This week Standard & Poor’s provoked what amounted to a non-event when it lowered its outlook on the U.S. debt from “stable” to “negative,” based on its expectation that Congress isn’t going to reach a meaningful compromise on deficit reduction in the near future. The downgrade came just days after the Senate subcommittee on Investigations released its massive report on the causes and villains of the financial crisis. The report indicted S&P, along with Moody’s, for keeping the credit ratings of mortgage-backed securities and collateralized-debt obligations artificially high, then sharply lowering them when the foreclosure rate began to skyrocket in 2007. It explains:
It was not in the short term economic interest of either Moody’s or S&P, however, to provide accurate credit ratings for high risk RMBS and CDO securities, because doing so would have hurt their own revenues… In the end, Moody’s and S&P provided AAA ratings to tens of thousands of high risk RMBS and CDO securities and then, when those products began to incur losses, issued mass downgrades that shocked the financial markets, hammered the value of the mortgage related securities, and helped trigger the financial crisis.
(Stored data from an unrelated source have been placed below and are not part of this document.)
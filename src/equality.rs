//! Structural equality for test values.
//!
//! Two values are equal when their JSON serializations would be equal once
//! object keys are put in a canonical order. That means integer `1` and
//! float `1.0` compare equal: both serialize as `1`. Values that differ but
//! serialize identically are therefore indistinguishable to the harness;
//! suites rely on this, so the rule is kept as is.

use serde_json::{Number, Value};

pub fn structural_eq(a: &Value, b: &Value) -> bool {
    match (a, b) {
        (Value::Null, Value::Null) => true,
        (Value::Bool(x), Value::Bool(y)) => x == y,
        (Value::Number(x), Value::Number(y)) => numbers_eq(x, y),
        (Value::String(x), Value::String(y)) => x == y,
        (Value::Array(xs), Value::Array(ys)) => {
            xs.len() == ys.len() && xs.iter().zip(ys).all(|(x, y)| structural_eq(x, y))
        }
        (Value::Object(xm), Value::Object(ym)) => {
            xm.len() == ym.len()
                && xm
                    .iter()
                    .all(|(k, x)| ym.get(k).is_some_and(|y| structural_eq(x, y)))
        }
        _ => false,
    }
}

fn numbers_eq(x: &Number, y: &Number) -> bool {
    // Exact integer paths first so large integers don't lose precision in f64.
    if let (Some(a), Some(b)) = (x.as_i64(), y.as_i64()) {
        return a == b;
    }
    if let (Some(a), Some(b)) = (x.as_u64(), y.as_u64()) {
        return a == b;
    }
    match (x.as_f64(), y.as_f64()) {
        (Some(a), Some(b)) => a == b,
        _ => false,
    }
}

/// Canonical (RFC 8785) text form of a value, used when showing values to
/// the user. Falls back to plain JSON if canonicalization fails.
pub fn canonical_string(value: &Value) -> String {
    serde_jcs::to_string(value).unwrap_or_else(|_| value.to_string())
}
With such a public shaming, it’s hard not to wonder if there’s an element of retribution in S&P’s downgrade. It also came just after President Obama’s speech last week on the need to put everything, including tax increases for top earners like the forecasters at S&P, on the table to reduce the deficit.
Whether it was retribution or politics, S&P Chief Economist David Wyss made it clear yesterday during a Washington Post live chat that he cares less about the deficit than doing away with the entitlement programs that are supposedly bankrupting our nation. Medicare is the “major” problem, he says, as Social Security can be fixed with a few tweaks.
15% of Americans work in the health care sector, and politicians don't want to tell them that there will be fewer jobs or lower wages and profits. We haven't yet come to terms with the issue of whether health care is a right or a market good like any other. Until we do, cost control is not going to work.
Reading his responses, you’d never believe Congress spent the better part of 2009 arguing over health care and concluded, much to the chagrin of Republicans like Paul Ryan, that health care is indeed a right and that programs like Medicare should be preserved. You’d also be forgiven for believing Congress hadn’t concluded the debate by passing an act that contains health costs better than anything proposed by the GOP, cutting $230 billion from the deficit in the next decade.
In Wyss’ defense, he admits that tax increases will probably also be needed to curb the deficit, but based on public reception of certain other deficit-reduction plans, he probably realizes you can’t ask the public to give up Medicare without at least paying lip service to shared sacrifice from the wealthy.